[Opening Study material section]

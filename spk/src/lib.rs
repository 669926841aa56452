//! Signatures of knowledge, i.e. Schnorr protocols made non-interactive with the Fiat-Shamir
//! heuristic, for the relations group signatures are built from.
//!
//! Every protocol follows the same 3 steps:
//! 1. `init` with the witness and a blinding, which commits to the blinding.
//! 2. Write the statement and commitment to a challenge transcript using `challenge_contribution`
//!    and hash it with [`compute_random_oracle_challenge`] along with anything else the proof
//!    should be bound to, like the message being signed.
//! 3. `gen_proof` with the challenge gives the response `blinding + witness * challenge`.
//!
//! When several protocols are initialized with the same blinding for the same witness, their
//! responses are equal and a verifier checks that equality to learn the witnesses are equal.

use ark_ff::PrimeField;
use digest::Digest;
use groupsig_utils::hashing_utils::field_elem_from_try_and_incr;

pub mod discrete_log;
pub mod error;
pub mod target_group;

pub use error::SpkError;

/// Hash the challenge transcript to a field element.
pub fn compute_random_oracle_challenge<F: PrimeField, D: Digest>(challenge_bytes: &[u8]) -> F {
    field_elem_from_try_and_incr::<F, D>(challenge_bytes)
}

[Closing Study material section]

**Task details**
Take from the listing above each line that contains the string "error".

**Response to the task**
pub mod error;
pub use error::SpkError;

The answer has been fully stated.